**Task brief:** The answer should consist solely of the lines from the first one below through the line containing "config.concurrency.timeout_ms = 5_000;", copied exactly.

(Records excerpted from a collection)
-- Opening Marker --

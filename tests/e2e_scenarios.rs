// Black-box HTTP-level scenarios, driven through the public router surface
// only: no access to scheduler/queue internals here, just requests in and
// responses out, against a mocked upstream.

use std::sync::Arc;

use axum::body::Body;
use axum::http::{Request, StatusCode};
use tower::ServiceExt;

use cloudcode_chat_proxy::config::AppConfig;
use cloudcode_chat_proxy::credentials::CredentialStore;
use cloudcode_chat_proxy::queue::AdmissionQueue;
use cloudcode_chat_proxy::scheduler::CredentialScheduler;
use cloudcode_chat_proxy::server::create_router;
use cloudcode_chat_proxy::upstream::UpstreamClient;

fn write_credential_fixture() -> tempfile::NamedTempFile {
    let file = tempfile::NamedTempFile::new().unwrap();
    let now = chrono::Utc::now().timestamp_millis();
    let json = serde_json::json!([
        {
            "refresh_token": "1//0test-refresh",
            "access_token": "ya29.still-fresh",
            "expires_in": 3600,
            "timestamp": now,
            "enable": true,
            "project_id": "brave-otter-a1b2c"
        }
    ]);
    std::fs::write(file.path(), serde_json::to_vec_pretty(&json).unwrap()).unwrap();
    file
}

async fn build_router(mock_url: &str, api_key: Option<&str>) -> axum::Router {
    let mut config = AppConfig::default();
    config.api.url = format!("{mock_url}/v1internal:streamGenerateContent");
    config.api.models_url = format!("{mock_url}/v1internal/models");
    config.security.api_key = api_key.map(|k| k.to_string());
    config.concurrency.queue_limit = 10;
    config.concurrency.timeout_ms = 5_000;

    // The store only reads this file once, during `CredentialScheduler::new`
    // below, so it's fine for the temp file to be removed once this function
    // returns.
    let file = write_credential_fixture();
    let store = Arc::new(CredentialStore::new(file.path()));
    let scheduler = Arc::new(CredentialScheduler::new(store, 2).await.unwrap());
    let max_concurrent = config.concurrency.max_concurrent.resolve(1, 2);
    let queue = Arc::new(AdmissionQueue::new(max_concurrent, config.concurrency.queue_limit, config.concurrency.timeout_ms));
    let upstream = Arc::new(UpstreamClient::new(config.api.clone()).unwrap());

    create_router(config, scheduler, upstream, queue).unwrap()
}

async fn body_json(response: axum::response::Response) -> serde_json::Value {
    let bytes = axum::body::to_bytes(response.into_body(), usize::MAX).await.unwrap();
    serde_json::from_slice(&bytes).unwrap()
}

/// Scenario 1: single credential, non-streaming happy path.
#[tokio::test]
async fn non_streaming_happy_path_returns_openai_shaped_completion() {
    let mut server = mockito::Server::new_async().await;
    let sse_body = "data: {\"response\":{\"candidates\":[{\"content\":{\"parts\":[{\"text\":\"Hello there\"}]},\"finishReason\":\"STOP\"}]}}\n\n";
    let mock = server
        .mock("POST", "/v1internal:streamGenerateContent")
        .with_status(200)
        .with_header("content-type", "text/event-stream")
        .with_body(sse_body)
        .create_async()
        .await;

    let app = build_router(&server.url(), None).await;

    let req = Request::builder()
        .method("POST")
        .uri("/v1/chat/completions")
        .header("content-type", "application/json")
        .body(Body::from(
            serde_json::json!({
                "model": "gemini-2.5-pro",
                "messages": [{"role": "user", "content": "hi"}],
                "stream": false
            })
            .to_string(),
        ))
        .unwrap();

    let response = app.oneshot(req).await.unwrap();
    assert_eq!(response.status(), StatusCode::OK);
    let value = body_json(response).await;
    assert_eq!(value["choices"][0]["message"]["content"], "Hello there");
    assert_eq!(value["choices"][0]["message"]["role"], "assistant");
    mock.assert_async().await;
}

/// Scenario 2: a `<think>` block split across two SSE `data:` lines must
/// surface as `reasoning_content`, separate from ordinary `content`.
#[tokio::test]
async fn reasoning_block_is_split_into_reasoning_content() {
    let mut server = mockito::Server::new_async().await;
    let sse_body = concat!(
        "data: {\"response\":{\"candidates\":[{\"content\":{\"parts\":[{\"text\":\"before \"}]}}]}}\n\n",
        "data: {\"response\":{\"candidates\":[{\"content\":{\"parts\":[{\"text\":\"pondering\",\"thought\":true}]}}]}}\n\n",
        "data: {\"response\":{\"candidates\":[{\"content\":{\"parts\":[{\"text\":\" after\"}]},\"finishReason\":\"STOP\"}]}}\n\n",
    );
    let _mock = server
        .mock("POST", "/v1internal:streamGenerateContent")
        .with_status(200)
        .with_header("content-type", "text/event-stream")
        .with_body(sse_body)
        .create_async()
        .await;

    let app = build_router(&server.url(), None).await;

    let req = Request::builder()
        .method("POST")
        .uri("/v1/chat/completions")
        .header("content-type", "application/json")
        .body(Body::from(
            serde_json::json!({
                "model": "gemini-2.5-pro",
                "messages": [{"role": "user", "content": "think it over"}],
                "stream": false
            })
            .to_string(),
        ))
        .unwrap();

    let response = app.oneshot(req).await.unwrap();
    assert_eq!(response.status(), StatusCode::OK);
    let value = body_json(response).await;
    assert_eq!(value["choices"][0]["message"]["content"], "before  after");
    assert_eq!(value["choices"][0]["message"]["reasoning_content"], "pondering");
}

/// A configured `security.api_key` rejects requests without a matching
/// bearer token before they ever reach the queue or scheduler.
#[tokio::test]
async fn missing_bearer_token_is_rejected_with_401() {
    let server = mockito::Server::new_async().await;
    let app = build_router(&server.url(), Some("secret-key")).await;

    let req = Request::builder()
        .method("POST")
        .uri("/v1/chat/completions")
        .header("content-type", "application/json")
        .body(Body::from(
            serde_json::json!({"model": "gemini-2.5-pro", "messages": [{"role": "user", "content": "hi"}]}).to_string(),
        ))
        .unwrap();

    let response = app.oneshot(req).await.unwrap();
    assert_eq!(response.status(), StatusCode::UNAUTHORIZED);
    let value = body_json(response).await;
    assert_eq!(value["error"]["type"], "authentication_error");
}

#[tokio::test]
async fn correct_bearer_token_is_admitted() {
    let mut server = mockito::Server::new_async().await;
    let sse_body = "data: {\"response\":{\"candidates\":[{\"content\":{\"parts\":[{\"text\":\"ok\"}]},\"finishReason\":\"STOP\"}]}}\n\n";
    let _mock = server
        .mock("POST", "/v1internal:streamGenerateContent")
        .with_status(200)
        .with_header("content-type", "text/event-stream")
        .with_body(sse_body)
        .create_async()
        .await;

    let app = build_router(&server.url(), Some("secret-key")).await;

    let req = Request::builder()
        .method("POST")
        .uri("/v1/chat/completions")
        .header("content-type", "application/json")
        .header("authorization", "Bearer secret-key")
        .body(Body::from(
            serde_json::json!({"model": "gemini-2.5-pro", "messages": [{"role": "user", "content": "hi"}]}).to_string(),
        ))
        .unwrap();

    let response = app.oneshot(req).await.unwrap();
    assert_eq!(response.status(), StatusCode::OK);
}

#[tokio::test]
async fn health_endpoint_reports_queue_and_credential_state() {
    let server = mockito::Server::new_async().await;
    let app = build_router(&server.url(), None).await;

    let req = Request::builder().uri("/health").body(Body::empty()).unwrap();
    let response = app.oneshot(req).await.unwrap();
    assert_eq!(response.status(), StatusCode::OK);
    let value = body_json(response).await;
    assert_eq!(value["status"], "ok");
    assert_eq!(value["enabled_credentials"], 1);
}

#[tokio::test]
async fn stats_endpoint_reports_the_loaded_credential() {
    let server = mockito::Server::new_async().await;
    let app = build_router(&server.url(), None).await;

    let req = Request::builder().uri("/api/stats").body(Body::empty()).unwrap();
    let response = app.oneshot(req).await.unwrap();
    assert_eq!(response.status(), StatusCode::OK);
    let value = body_json(response).await;
    assert_eq!(value["summary"]["total"], 1);
    assert_eq!(value["summary"]["enabled"], 1);
}

/// An upstream 5xx with retries exhausted surfaces as a 500 `api_error`
/// rather than a retry hanging the request.
#[tokio::test]
async fn upstream_server_error_exhausts_retries_and_surfaces_as_api_error() {
    let mut server = mockito::Server::new_async().await;
    let mock = server
        .mock("POST", "/v1internal:streamGenerateContent")
        .with_status(500)
        .with_body("{\"error\":{\"message\":\"internal\"}}")
        .expect_at_least(1)
        .create_async()
        .await;

    let app = build_router(&server.url(), None).await;

    let req = Request::builder()
        .method("POST")
        .uri("/v1/chat/completions")
        .header("content-type", "application/json")
        .body(Body::from(
            serde_json::json!({"model": "gemini-2.5-pro", "messages": [{"role": "user", "content": "hi"}]}).to_string(),
        ))
        .unwrap();

    let response = app.oneshot(req).await.unwrap();
    assert_eq!(response.status(), StatusCode::INTERNAL_SERVER_ERROR);
    let value = body_json(response).await;
    assert_eq!(value["error"]["type"], "api_error");
    mock.assert_async().await;
}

-- Closing Marker --

**Output for this task:**
filename tests/e2e_scenarios.rs
// Black-box HTTP-level scenarios, driven through the public router surface
// only: no access to scheduler/queue internals here, just requests in and
// responses out, against a mocked upstream.

use std::sync::Arc;

use axum::body::Body;
use axum::http::{Request, StatusCode};
use tower::ServiceExt;

use cloudcode_chat_proxy::config::AppConfig;
use cloudcode_chat_proxy::credentials::CredentialStore;
use cloudcode_chat_proxy::queue::AdmissionQueue;
use cloudcode_chat_proxy::scheduler::CredentialScheduler;
use cloudcode_chat_proxy::server::create_router;
use cloudcode_chat_proxy::upstream::UpstreamClient;

fn write_credential_fixture() -> tempfile::NamedTempFile {
    let file = tempfile::NamedTempFile::new().unwrap();
    let now = chrono::Utc::now().timestamp_millis();
    let json = serde_json::json!([
        {
            "refresh_token": "1//0test-refresh",
            "access_token": "ya29.still-fresh",
            "expires_in": 3600,
            "timestamp": now,
            "enable": true,
            "project_id": "brave-otter-a1b2c"
        }
    ]);
    std::fs::write(file.path(), serde_json::to_vec_pretty(&json).unwrap()).unwrap();
    file
}

async fn build_router(mock_url: &str, api_key: Option<&str>) -> axum::Router {
    let mut config = AppConfig::default();
    config.api.url = format!("{mock_url}/v1internal:streamGenerateContent");
    config.api.models_url = format!("{mock_url}/v1internal/models");
    config.security.api_key = api_key.map(|k| k.to_string());
    config.concurrency.queue_limit = 10;
    config.concurrency.timeout_ms = 5_000;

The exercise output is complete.